When Marlins star Jose Fernandez was diagnosed with elbow ligament damage, baseball fans braced themselves for the announcement that would surprise no one. Indeed, it turned out Fernandez will have Tommy John surgery, making him the latest of dozens of pitchers departing the game for the operation and its minimum twelve months of recovery. MLB Commissioner Bud Selig has been widely criticized for his handling of steroids in baseball since taking over in 1992. In his final year, Selig must address the Tommy John epidemic as the game is facing a genuine crisis of lost talent.
MLB’s best pitchers on the shelf
The names Matt Moore, Stephen Strasburg, Matt Harvey, and Jose Fernandez read like a Who’s Who of young MLB aces. They’re also four pitchers who have undergone Tommy John in just the past few years. Rather than affecting pitchers who have thrown for a decade or longer, the injury is hitting high school, college, and young MLB players with minimal service. As Dr. James Andrews (who performs many of the operations) has said, young pitchers who throw harder than their arms can bear need to be educated on the risks. Andrews’s appointment book is full of young pitcher who need Tommy John before their twentieth birthdays.
More than twenty MLB pitchers (including Moore, Fernandez, Jarrod Parker, Brandon Beachy, and Ivan Nova) have gone down for the year since the start of the 2014 season. Unless he takes action from the top down, Selig could turn a blind eye to the latest threat to America’s national pastime. In many respects, it is as dangerous as the effects of steroids on the game.
Ghosts of the steroid era
Even after Bud Selig’s victory against Alex Rodriguez and recent improvements in baseball’s performance-enhancing drug (PED) policy, critics of the longtime MLB Commissioner blame him for the abuses of the Steroid Era. The annual Hall of Fame voting brings the issue back into the spotlight in excrutiating detail. Since Selig presided over the game starting in 1992, his lack of early enforcement has led to countless problems within the game.

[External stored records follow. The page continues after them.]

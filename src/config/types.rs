// Copyright 2026 Layne Penney
// SPDX-License-Identifier: AGPL-3.0-or-later

//! Configuration type definitions.
//!
//! Defines the structure of workspace and resolved configuration,
//! supporting JSON and YAML formats.

use serde::{Deserialize, Serialize};
use std::collections::HashMap;
use std::path::PathBuf;

use crate::agents::{ORCHESTRATOR_AGENT_ID, UNIVERSAL_AGENT_ID};
use crate::error::ConfigError;
use crate::gateway::{OllamaModelDescription, ProviderType, DEFAULT_OLLAMA_HOST};

/// Environment variable holding the API key unless configured otherwise.
pub const DEFAULT_API_KEY_ENV: &str = "OPENAI_API_KEY";

/// Default location of the recordings database, relative to the workspace.
pub const DEFAULT_RECORDING_PATH: &str = ".switchyard/recordings.db";

/// Workspace configuration for switchyard.
/// Can be defined in .switchyard.json or .switchyard/config.json in the project root.
#[derive(Debug, Clone, Default, PartialEq, Serialize, Deserialize)]
#[serde(rename_all = "camelCase")]
pub struct WorkspaceConfig {
    /// Provider to use (openai, ollama, openai-compatible)
    #[serde(skip_serializing_if = "Option::is_none")]
    pub provider: Option<String>,

    /// Default model id
    #[serde(skip_serializing_if = "Option::is_none")]
    pub model: Option<String>,

    /// Custom base URL for API
    #[serde(skip_serializing_if = "Option::is_none")]
    pub base_url: Option<String>,

    /// Environment variable holding the API key
    #[serde(skip_serializing_if = "Option::is_none")]
    pub api_key_env: Option<String>,

    /// Model id per purpose, e.g. `"agent-selection": "gpt-4o-mini"`
    #[serde(skip_serializing_if = "Option::is_none")]
    pub purposes: Option<HashMap<String, String>>,

    /// Agent that receives requests without an @mention
    #[serde(skip_serializing_if = "Option::is_none")]
    pub default_agent: Option<String>,

    /// Agent used when routing finds no candidate
    #[serde(skip_serializing_if = "Option::is_none")]
    pub fallback_agent: Option<String>,

    /// Built-in agents to leave unregistered
    #[serde(skip_serializing_if = "Option::is_none")]
    pub disabled_agents: Option<Vec<String>>,

    /// Local Ollama settings
    #[serde(skip_serializing_if = "Option::is_none")]
    pub ollama: Option<OllamaConfig>,

    /// Interaction recording settings
    #[serde(skip_serializing_if = "Option::is_none")]
    pub recording: Option<RecordingConfig>,

    /// Log level when RUST_LOG is unset
    #[serde(skip_serializing_if = "Option::is_none")]
    pub log_level: Option<String>,
}

/// Ollama section of the workspace config.
#[derive(Debug, Clone, Default, PartialEq, Serialize, Deserialize)]
#[serde(rename_all = "camelCase")]
pub struct OllamaConfig {
    #[serde(skip_serializing_if = "Option::is_none")]
    pub host: Option<String>,

    #[serde(skip_serializing_if = "Option::is_none")]
    pub models: Option<Vec<OllamaModelDescription>>,
}

/// Recording section of the workspace config.
#[derive(Debug, Clone, Default, PartialEq, Serialize, Deserialize)]
#[serde(rename_all = "camelCase")]
pub struct RecordingConfig {
    #[serde(skip_serializing_if = "Option::is_none")]
    pub enabled: Option<bool>,

    #[serde(skip_serializing_if = "Option::is_none")]
    pub path: Option<String>,
}

/// Fully merged configuration.
#[derive(Debug, Clone, PartialEq, Serialize)]
#[serde(rename_all = "camelCase")]
pub struct ResolvedConfig {
    pub provider: String,
    pub model: String,
    pub base_url: Option<String>,
    pub api_key_env: String,
    pub purposes: HashMap<String, String>,
    pub default_agent: String,
    pub fallback_agent: String,
    pub disabled_agents: Vec<String>,
    pub ollama_host: Option<String>,
    pub ollama_models: Vec<OllamaModelDescription>,
    pub recording_enabled: bool,
    pub recording_path: String,
    pub log_level: String,
}

impl Default for ResolvedConfig {
    fn default() -> Self {
        Self {
            provider: "openai".to_string(),
            model: "gpt-4o".to_string(),
            base_url: None,
            api_key_env: DEFAULT_API_KEY_ENV.to_string(),
            purposes: HashMap::new(),
            default_agent: ORCHESTRATOR_AGENT_ID.to_string(),
            fallback_agent: UNIVERSAL_AGENT_ID.to_string(),
            disabled_agents: Vec::new(),
            ollama_host: Some(DEFAULT_OLLAMA_HOST.to_string()),
            ollama_models: Vec::new(),
            recording_enabled: true,
            recording_path: DEFAULT_RECORDING_PATH.to_string(),
            log_level: "warn".to_string(),
        }
    }
}

impl ResolvedConfig {
    /// Check values that would only fail later at request time.
    pub fn validate(&self) -> Result<(), ConfigError> {
        if self.provider.parse::<ProviderType>().is_err() {
            return Err(ConfigError::InvalidValue {
                field: "provider".to_string(),
                message: format!(
                    "unknown provider '{}', expected openai, ollama or openai-compatible",
                    self.provider
                ),
            });
        }
        if self.model.trim().is_empty() {
            return Err(ConfigError::InvalidValue {
                field: "model".to_string(),
                message: "must not be empty".to_string(),
            });
        }
        if self.default_agent.trim().is_empty() {
            return Err(ConfigError::InvalidValue {
                field: "defaultAgent".to_string(),
                message: "must not be empty".to_string(),
            });
        }
        Ok(())
    }

    /// Recording database path, resolved against `workspace_root` when relative.
    pub fn recording_path_in(&self, workspace_root: &std::path::Path) -> PathBuf {
        let path = PathBuf::from(&self.recording_path);
        if path.is_absolute() {
            path
        } else {
            workspace_root.join(path)
        }
    }
}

Because PEDs were not eradicated early enough, the era’s best players (Roger Clemens, Barry Bonds, Mark McGwire) remain in a type of Hall of Fame limbo. Chances are they will never emerge from this purgatory, which is a shame when one considers few players have ever soared to the heights Clemens and Bonds (among others) did. An iron fist ruling over Major League Baseball may not have brought the game back to financial wellbeing as quickly as Selig, but it could have allowed the sport to rebuild an unsullied image following the strike of the early 1990s.
Twenty-two years later, Selig is in the midst of his final season as MLB Commissioner. Instead of telling ESPN he’s “worried” about the injuries and that the situation “is very sad,” Selig needs to show leadership at a time bordering on crisis. After all, since PEDs have been addressed, a new era for pitchers has begun. Take away so many talented arms so early in their careers and you risk losing so many future fans of baseball.
Certainly, there are no easy answers, but taking action on an institutional level is the first step. Selig tried turning a blind eye in the 1990s. The ramifications of that move will haunt the game for decades to come.